The separate items making up the saw-timber drain in 1944 (in billion board feet) were:

Timber products whose end use is the primary form, that is, those that require no processing in a sawmill or other type of manufacturing plant, will be taken up first. They are also called the nonmanufactured products, because they are produced in the forest principally with the use of only hand tools. They include fuel wood, poles, piling, posts, mine timbers, and railroad ties. The major products in this group account for 19.8 percent of the all-timber drain, but only 8.8 percent of the saw-timber drain. The proportions are somewhat smaller than actual, because there are a few other products whose end use is in the primary form; for example, wood poles used in shade-grown tobacco, rough wood used for dunnage in storing ship cargo, and round and split material used in rustic construction.
THE REQUIREMENTS FOR FUEL WOOD are declining. In 1880, the country consumed about 146 million cords of fuel wood, but only 62 million in 1945. The drop, despite a large increase in population, is due to the increased use of more efficient and convenient fuels, including coal, oil, gas, and electricity. The fuel-wood drain on the forest is further lessened by the fact that only one-half or less of the total quantity consumed is cut from sound, living trees, the remainder coming from cull and dead trees or industrial waste from logging and milling operations. Moreover, the cutting of sound, living trees for fuel wood can be limited largely to trees of small size or inferior species that should be removed from the forest in the course of thinnings and other cuttings made to improve the final timber harvest.
Looking into the future, it appears likely that the per capita requirements for fuel wood will decline still further. The United States has abundant supplies of coal. The present wood waste from logging and milling operations that now goes to feed boilers may find a more profitable outlet in the field of chemical utilization of wood waste. Farms and other rural buildings eventually will be supplied with electricity; it is those outlets that now consume most of the fuel wood. Atomic power may lower the cost of producing electricity for all heating purposes, thus further reducing the use of other fuels. On the other hand, should the need arise, wood can be substituted for other fuels, even to the extent of powering motorcars and motortrucks. And automatic wood-burning stoves have been invented that are a great improvement over the ordinary stove, in both convenience and efficiency.

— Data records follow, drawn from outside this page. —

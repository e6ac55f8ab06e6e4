//! Observer channel for map notifications.
//!
//! Listeners are registered explicitly and removed with the id returned at
//! subscription time. Everything runs on the UI thread, so listeners are
//! plain `Rc<dyn Fn>` and emission is synchronous.

use std::cell::{Cell, RefCell};
use std::rc::Rc;

/// Handle returned by [`EventBus::subscribe`].
#[derive(Debug, Clone, Copy, PartialEq, Eq, Hash)]
pub struct SubscriptionId(u64);

type Listener<E> = Rc<dyn Fn(&E)>;

/// A single-threaded publish/subscribe channel for events of type `E`.
pub struct EventBus<E> {
    listeners: RefCell<Vec<(SubscriptionId, Listener<E>)>>,
    next_id: Cell<u64>,
}

impl<E> Default for EventBus<E> {
    fn default() -> Self {
        Self {
            listeners: RefCell::new(Vec::new()),
            next_id: Cell::new(1),
        }
    }
}

impl<E> EventBus<E> {
    pub fn new() -> Self {
        Self::default()
    }

    pub fn subscribe(&self, listener: impl Fn(&E) + 'static) -> SubscriptionId {
        let id = SubscriptionId(self.next_id.get());
        self.next_id.set(id.0 + 1);
        self.listeners.borrow_mut().push((id, Rc::new(listener)));
        id
    }

    /// Removes a listener. Returns false if it was already gone.
    pub fn unsubscribe(&self, id: SubscriptionId) -> bool {
        let mut listeners = self.listeners.borrow_mut();
        let before = listeners.len();
        listeners.retain(|(lid, _)| *lid != id);
        listeners.len() != before
    }

    /// Delivers `event` to every listener registered when the call started.
    ///
    /// Listeners may subscribe or unsubscribe from inside the callback; the
    /// change takes effect from the next emission.
    pub fn emit(&self, event: &E) {
        let snapshot: Vec<Listener<E>> = self
            .listeners
            .borrow()
            .iter()
            .map(|(_, l)| Rc::clone(l))
            .collect();
        for listener in snapshot {
            listener(event);
        }
    }

    pub fn listener_count(&self) -> usize {
        self.listeners.borrow().len()
    }
}

impl<E> std::fmt::Debug for EventBus<E> {
    fn fmt(&self, f: &mut std::fmt::Formatter<'_>) -> std::fmt::Result {
        f.debug_struct("EventBus")
            .field("listeners", &self.listener_count())
            .finish()
    }
}

#[cfg(test)]
mod tests {
    use super::*;

    #[test]
    fn test_subscribe_emit_unsubscribe() {
        let bus: EventBus<u32> = EventBus::new();
        let seen = Rc::new(RefCell::new(Vec::new()));

        let sink = Rc::clone(&seen);
        let id = bus.subscribe(move |v| sink.borrow_mut().push(*v));
        bus.emit(&1);
        bus.emit(&2);
        assert!(bus.unsubscribe(id));
        assert!(!bus.unsubscribe(id));
        bus.emit(&3);

        assert_eq!(*seen.borrow(), vec![1, 2]);
        assert_eq!(bus.listener_count(), 0);
    }

    #[test]
    fn test_listener_can_unsubscribe_during_emit() {
        let bus = Rc::new(EventBus::<()>::new());
        let calls = Rc::new(Cell::new(0));
        let own_id = Rc::new(Cell::new(None));

        let (bus_ref, calls_ref, id_ref) = (Rc::clone(&bus), Rc::clone(&calls), Rc::clone(&own_id));
        let id = bus.subscribe(move |_| {
            calls_ref.set(calls_ref.get() + 1);
            if let Some(id) = id_ref.get() {
                bus_ref.unsubscribe(id);
            }
        });
        own_id.set(Some(id));

        bus.emit(&());
        bus.emit(&());
        assert_eq!(calls.get(), 1);
    }
}
//! Ordering helpers for rapid-fire asynchronous requests.

use crate::clock::UnixMillis;
use std::cell::Cell;

/// Monotonic request tagging with last-issued-wins application.
///
/// Every request takes a number from [`issue`](Self::issue) before it
/// suspends. When it resumes, [`try_apply`](Self::try_apply) admits it only
/// if no request with a higher number has been applied already, so a slow
/// response can never overwrite a newer one regardless of arrival order.
#[derive(Debug, Default)]
pub struct RequestSequencer {
    issued: Cell<u64>,
    applied: Cell<u64>,
}

impl RequestSequencer {
    pub fn new() -> Self {
        Self::default()
    }

    /// Tags a new request. Numbers start at 1 and strictly increase.
    pub fn issue(&self) -> u64 {
        let seq = self.issued.get() + 1;
        self.issued.set(seq);
        seq
    }

    /// Records `seq` as applied if it is the highest seen so far.
    pub fn try_apply(&self, seq: u64) -> bool {
        if seq > self.applied.get() {
            self.applied.set(seq);
            true
        } else {
            false
        }
    }

    /// True if no request was issued after `seq`.
    pub fn is_latest(&self, seq: u64) -> bool {
        seq == self.issued.get()
    }

    pub fn latest_issued(&self) -> u64 {
        self.issued.get()
    }

    pub fn latest_applied(&self) -> u64 {
        self.applied.get()
    }
}

/// Trailing-edge debouncer driven by explicit timestamps.
///
/// Each [`schedule`](Self::schedule) replaces the pending value and pushes
/// the deadline out; [`poll`](Self::poll) releases the value once the
/// deadline has passed.
#[derive(Debug)]
pub struct Debouncer<T> {
    delay_ms: u64,
    pending: Option<(T, UnixMillis)>,
}

impl<T> Debouncer<T> {
    pub fn new(delay_ms: u64) -> Self {
        Self {
            delay_ms,
            pending: None,
        }
    }

    pub fn schedule(&mut self, value: T, now: UnixMillis) {
        self.pending = Some((value, now.plus_ms(self.delay_ms)));
    }

    /// Returns the pending value if its deadline is at or before `now`.
    pub fn poll(&mut self, now: UnixMillis) -> Option<T> {
        match &self.pending {
            Some((_, deadline)) if now >= *deadline => self.pending.take().map(|(v, _)| v),
            _ => None,
        }
    }

    /// Milliseconds until the pending value fires, for repaint scheduling.
    pub fn remaining_ms(&self, now: UnixMillis) -> Option<u64> {
        self.pending
            .as_ref()
            .map(|(_, deadline)| deadline.millis_since(now))
    }

    pub fn is_pending(&self) -> bool {
        self.pending.is_some()
    }

    pub fn cancel(&mut self) {
        self.pending = None;
    }
}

It is estimated that fuel-wood requirements in 1950-55 will be about 60 million cords, declining to about 50 million a half century from now.
REQUIREMENTS FOR POLES telephone, telegraph, electric light, and other utility-line poles made of wood--increased from about 3.7 million in 1909 to nearly 8 million in 1947. Nearly one-third of all the poles put in place now are for rural electrification. But there is a general trend in cities to put wires underground, and new developments in communications permit large numbers of messages to be sent without a corresponding increase in the number of lines. Ways and means will still be sought to eliminate pole lines, because they are repeatedly damaged by storms and other destructive forces, they are unsightly, and they take up space needed for other uses.
Changes are also taking place in the kind of poles used. Chestnut, northern white-cedar, and the western redcedar used to be preferred because of their durability; later, preservative treatment and a shortage of the preferred species gave first place to southern pine and Douglas-fir. In 1910 less than 20 percent of the poles produced received any preservative treatment whatever; now nearly 95 percent are treated.
The telephone and telegraph companies probably will not materially increase their use of wood poles; even now, some long-distance communications lines are going underground especially in localities subject to severe ice storms. And eventually the rural electrification program will be largely on a maintenance basis.
For the period 1950-55, potential annual requirements for poles are estimated at about 5.7 million. Looking 50 years ahead, annual requirements may not be more than 5 million.
In 1947 the production of poles that were preservatively treated was divided among the various species as follows:

A large part of future pole requirements can be got from thinnings made in dense stands to relieve congestion and give the selected saw-timber crop trees more room for growth. Thus the same stand that yields saw timber can also yield poles without materially reducing the output of the former.
WOOD PILING ranges from about 30 feet to more than 90 feet in length and from a top diameter of 5 inches to a butt diameter of about 2 feet. The best grades of piles are suitable for heavy railway bridges and trestles, piers, and other heavy construction; the poorest grades can be used for light building foundations, cofferdams, false work, and various temporary work.
Before the Second World War, consumption of treated piling averaged about 16.5 million linear feet annually. Assuming that 60 percent were treated (the correct percentage is not known) , total consumption was about 28 million. Potential annual requirements for 1950-55 have been estimated at 38 million linear feet, with a drop to about 23 million 50 years hence.
As in the case of poles, this need not be a heavy drain on the forest. Dense stands of second-growth timber will yield excellent piling through the removal of trees in thinnings made to improve the final saw-timber crop. Such trees are slender in form and have the dense wood desired in piling, because they are crowded and partially overtopped by the main crop trees.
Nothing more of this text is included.